◆ Data for this task ◆
______________________________

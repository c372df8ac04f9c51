//! Span wire model and attribute conventions.
//!
//! A [`SpanRecord`] is one observed unit of work. Records are serialized as
//! single JSON lines into a session's trace log; every field name here is
//! load-bearing for the read path, so changes must stay wire-compatible.

use chrono::{DateTime, Utc};
use serde::{Deserialize, Serialize};
use serde_json::{Map, Value};

// ─── Attribute namespace ─────────────────────────────────────────────────────

/// Span attribute keys, `lens.*` namespaced.
///
/// The key set is open; these are the names the subscribers and the session
/// deriver agree on.
pub mod keys {
    /// Resource-level session correlation id.
    pub const SESSION_ID: &str = "session.id";

    pub const SESSION_PAUSED: &str = "lens.session.paused";
    pub const SESSION_TITLE: &str = "lens.session.title";
    pub const ENGINE_TYPE: &str = "lens.engine.type";
    pub const WORKFLOW_ENGINE: &str = "lens.workflow.engine";

    pub const AGENT_CLASS: &str = "lens.agent.class";
    pub const AGENT_NAME: &str = "lens.agent.name";

    pub const WORKFLOW_TYPE: &str = "lens.workflow.type";
    pub const WORKFLOW_INPUT_JSON: &str = "lens.workflow.input_json";
    pub const WORKFLOW_OUTPUT_JSON: &str = "lens.workflow.output_json";

    pub const TOOL_NAME: &str = "lens.tool.name";
    pub const TOOL_INPUT_JSON: &str = "lens.tool.input_json";
    pub const TOOL_OUTPUT_JSON: &str = "lens.tool.output_json";

    pub const LLM_PROVIDER: &str = "lens.llm.provider";
    pub const LLM_MODEL: &str = "lens.llm.model";
    pub const LLM_PROMPT_JSON: &str = "lens.llm.prompt_json";
    pub const LLM_RESPONSE_JSON: &str = "lens.llm.response_json";

    pub const RPC_METHOD: &str = "lens.rpc.method";
    pub const RPC_ID: &str = "lens.rpc.id";
    pub const RPC_TRANSPORT: &str = "lens.rpc.transport";
    pub const RPC_DIRECTION: &str = "lens.rpc.direction";
    pub const RPC_DURATION_MS: &str = "lens.rpc.duration_ms";

    pub const STATUS_CODE: &str = "lens.status.code";
    pub const ERROR_CODE: &str = "lens.error.code";
    pub const ERROR_MESSAGE: &str = "lens.error.message";

    /// Dynamic prefixes: `lens.state.<description>_json`, `lens.result.<description>_json`.
    pub const STATE_PREFIX: &str = "lens.state.";
    pub const RESULT_PREFIX: &str = "lens.result.";
}

/// Name of the root workflow span; the session deriver keys "running" off it.
pub const ROOT_SPAN_NAME: &str = "workflow.run";

/// Per-attribute size ceiling (30 KiB). Larger values are clipped and flagged
/// with a `<key>_truncated` marker.
pub const MAX_ATTRIBUTE_SIZE: usize = 30 * 1024;

// ─── Span record ─────────────────────────────────────────────────────────────

#[derive(Debug, Clone, Copy, PartialEq, Eq, Serialize, Deserialize, Default)]
#[serde(rename_all = "UPPERCASE")]
pub enum StatusCode {
    Ok,
    Error,
    #[default]
    Unset,
}

#[derive(Debug, Clone, PartialEq, Serialize, Deserialize)]
pub struct SpanStatus {
    pub status_code: StatusCode,
    #[serde(default, skip_serializing_if = "Option::is_none")]
    pub message: Option<String>,
}

/// One observed unit of work, as written to the trace log.
#[derive(Debug, Clone, Serialize, Deserialize)]
pub struct SpanRecord {
    pub span_id: String,
    pub trace_id: String,
    #[serde(default, skip_serializing_if = "Option::is_none")]
    pub parent_span_id: Option<String>,
    pub name: String,
    pub start_time: DateTime<Utc>,
    #[serde(default, skip_serializing_if = "Option::is_none")]
    pub end_time: Option<DateTime<Utc>>,
    #[serde(default)]
    pub attributes: Map<String, Value>,
    #[serde(default, skip_serializing_if = "Option::is_none")]
    pub status: Option<SpanStatus>,
}

impl SpanRecord {
    /// Start a new span under an optional parent.
    pub fn start(name: impl Into<String>, trace_id: impl Into<String>) -> Self {
        Self {
            span_id: uuid::Uuid::new_v4().simple().to_string(),
            trace_id: trace_id.into(),
            parent_span_id: None,
            name: name.into(),
            start_time: Utc::now(),
            end_time: None,
            attributes: Map::new(),
            status: None,
        }
    }

    pub fn with_parent(mut self, parent_span_id: impl Into<String>) -> Self {
        self.parent_span_id = Some(parent_span_id.into());
        self
    }

    pub fn set_attribute(&mut self, key: &str, value: impl Into<Value>) {
        self.attributes.insert(key.to_string(), value.into());
    }

    /// Set a JSON-string attribute, clipping to [`MAX_ATTRIBUTE_SIZE`] and
    /// marking `<key>_truncated` when clipped.
    pub fn set_json_attribute(&mut self, key: &str, json: &str) {
        let (value, truncated) = truncate_attribute(json, MAX_ATTRIBUTE_SIZE);
        if truncated {
            self.attributes
                .insert(format!("{key}_truncated"), Value::Bool(true));
        }
        self.attributes
            .insert(key.to_string(), Value::String(value.to_string()));
    }

    pub fn set_status(&mut self, status_code: StatusCode, message: Option<String>) {
        self.status = Some(SpanStatus {
            status_code,
            message,
        });
    }

    /// Close the span. Idempotent: the first end time wins.
    pub fn finish(&mut self) {
        if self.end_time.is_none() {
            self.end_time = Some(Utc::now());
        }
    }
}

/// Clip `value` to `max_size` bytes on a char boundary.
pub fn truncate_attribute(value: &str, max_size: usize) -> (&str, bool) {
    if value.len() <= max_size {
        return (value, false);
    }
    let mut cut = max_size;
    while !value.is_char_boundary(cut) {
        cut -= 1;
    }
    (&value[..cut], true)
}

// ─── Canonical JSON capability ───────────────────────────────────────────────

/// Capability: a value that can produce a canonical JSON representation for
/// span capture. The blanket impl over `Serialize` is the generic-container
/// fallback; domain types needing a custom shape implement this directly.
pub trait CanonicalJson {
    fn canonical_json(&self) -> Option<Value>;
}

impl<T: Serialize> CanonicalJson for T {
    fn canonical_json(&self) -> Option<Value> {
        serde_json::to_value(self).ok()
    }
}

______________________________

◆ Goal of the exercise ◆
Copy the records exactly, keeping every word in place.

◆ Response area ◆
repository c372df8ac04f9c51
//! Span wire model and attribute conventions.
//!
//! A [`SpanRecord`] is one observed unit of work. Records are serialized as
//! single JSON lines into a session's trace log; every field name here is
//! load-bearing for the read path, so changes must stay wire-compatible.

use chrono::{DateTime, Utc};
use serde::{Deserialize, Serialize};
use serde_json::{Map, Value};

// ─── Attribute namespace ─────────────────────────────────────────────────────

/// Span attribute keys, `lens.*` namespaced.
///
/// The key set is open; these are the names the subscribers and the session
/// deriver agree on.
pub mod keys {
    /// Resource-level session correlation id.
    pub const SESSION_ID: &str = "session.id";

    pub const SESSION_PAUSED: &str = "lens.session.paused";
    pub const SESSION_TITLE: &str = "lens.session.title";
    pub const ENGINE_TYPE: &str = "lens.engine.type";
    pub const WORKFLOW_ENGINE: &str = "lens.workflow.engine";

    pub const AGENT_CLASS: &str = "lens.agent.class";
    pub const AGENT_NAME: &str = "lens.agent.name";

    pub const WORKFLOW_TYPE: &str = "lens.workflow.type";
    pub const WORKFLOW_INPUT_JSON: &str = "lens.workflow.input_json";
    pub const WORKFLOW_OUTPUT_JSON: &str = "lens.workflow.output_json";

    pub const TOOL_NAME: &str = "lens.tool.name";
    pub const TOOL_INPUT_JSON: &str = "lens.tool.input_json";
    pub const TOOL_OUTPUT_JSON: &str = "lens.tool.output_json";

    pub const LLM_PROVIDER: &str = "lens.llm.provider";
    pub const LLM_MODEL: &str = "lens.llm.model";
    pub const LLM_PROMPT_JSON: &str = "lens.llm.prompt_json";
    pub const LLM_RESPONSE_JSON: &str = "lens.llm.response_json";

    pub const RPC_METHOD: &str = "lens.rpc.method";
    pub const RPC_ID: &str = "lens.rpc.id";
    pub const RPC_TRANSPORT: &str = "lens.rpc.transport";
    pub const RPC_DIRECTION: &str = "lens.rpc.direction";
    pub const RPC_DURATION_MS: &str = "lens.rpc.duration_ms";

    pub const STATUS_CODE: &str = "lens.status.code";
    pub const ERROR_CODE: &str = "lens.error.code";
    pub const ERROR_MESSAGE: &str = "lens.error.message";

    /// Dynamic prefixes: `lens.state.<description>_json`, `lens.result.<description>_json`.
    pub const STATE_PREFIX: &str = "lens.state.";
    pub const RESULT_PREFIX: &str = "lens.result.";
}

/// Name of the root workflow span; the session deriver keys "running" off it.
pub const ROOT_SPAN_NAME: &str = "workflow.run";

/// Per-attribute size ceiling (30 KiB). Larger values are clipped and flagged
/// with a `<key>_truncated` marker.
pub const MAX_ATTRIBUTE_SIZE: usize = 30 * 1024;

// ─── Span record ─────────────────────────────────────────────────────────────

#[derive(Debug, Clone, Copy, PartialEq, Eq, Serialize, Deserialize, Default)]
#[serde(rename_all = "UPPERCASE")]
pub enum StatusCode {
    Ok,
    Error,
    #[default]
    Unset,
}

#[derive(Debug, Clone, PartialEq, Serialize, Deserialize)]
pub struct SpanStatus {
    pub status_code: StatusCode,
    #[serde(default, skip_serializing_if = "Option::is_none")]
    pub message: Option<String>,
}

/// One observed unit of work, as written to the trace log.
#[derive(Debug, Clone, Serialize, Deserialize)]
pub struct SpanRecord {
    pub span_id: String,
    pub trace_id: String,
    #[serde(default, skip_serializing_if = "Option::is_none")]
    pub parent_span_id: Option<String>,
    pub name: String,
    pub start_time: DateTime<Utc>,
    #[serde(default, skip_serializing_if = "Option::is_none")]
    pub end_time: Option<DateTime<Utc>>,
    #[serde(default)]
    pub attributes: Map<String, Value>,
    #[serde(default, skip_serializing_if = "Option::is_none")]
    pub status: Option<SpanStatus>,
}

impl SpanRecord {
    /// Start a new span under an optional parent.
    pub fn start(name: impl Into<String>, trace_id: impl Into<String>) -> Self {
        Self {
            span_id: uuid::Uuid::new_v4().simple().to_string(),
            trace_id: trace_id.into(),
            parent_span_id: None,
            name: name.into(),
            start_time: Utc::now(),
            end_time: None,
            attributes: Map::new(),
            status: None,
        }
    }

    pub fn with_parent(mut self, parent_span_id: impl Into<String>) -> Self {
        self.parent_span_id = Some(parent_span_id.into());
        self
    }

    pub fn set_attribute(&mut self, key: &str, value: impl Into<Value>) {
        self.attributes.insert(key.to_string(), value.into());
    }

    /// Set a JSON-string attribute, clipping to [`MAX_ATTRIBUTE_SIZE`] and
    /// marking `<key>_truncated` when clipped.
    pub fn set_json_attribute(&mut self, key: &str, json: &str) {
        let (value, truncated) = truncate_attribute(json, MAX_ATTRIBUTE_SIZE);
        if truncated {
            self.attributes
                .insert(format!("{key}_truncated"), Value::Bool(true));
        }
        self.attributes
            .insert(key.to_string(), Value::String(value.to_string()));
    }

    pub fn set_status(&mut self, status_code: StatusCode, message: Option<String>) {
        self.status = Some(SpanStatus {
            status_code,
            message,
        });
    }

    /// Close the span. Idempotent: the first end time wins.
    pub fn finish(&mut self) {
        if self.end_time.is_none() {
            self.end_time = Some(Utc::now());
        }
    }
}

/// Clip `value` to `max_size` bytes on a char boundary.
pub fn truncate_attribute(value: &str, max_size: usize) -> (&str, bool) {
    if value.len() <= max_size {
        return (value, false);
    }
    let mut cut = max_size;
    while !value.is_char_boundary(cut) {
        cut -= 1;
    }
    (&value[..cut], true)
}

// ─── Canonical JSON capability ───────────────────────────────────────────────

/// Capability: a value that can produce a canonical JSON representation for
/// span capture. The blanket impl over `Serialize` is the generic-container
/// fallback; domain types needing a custom shape implement this directly.
pub trait CanonicalJson {
    fn canonical_json(&self) -> Option<Value>;
}

impl<T: Serialize> CanonicalJson for T {
    fn canonical_json(&self) -> Option<Value> {
        serde_json::to_value(self).ok()
    }
}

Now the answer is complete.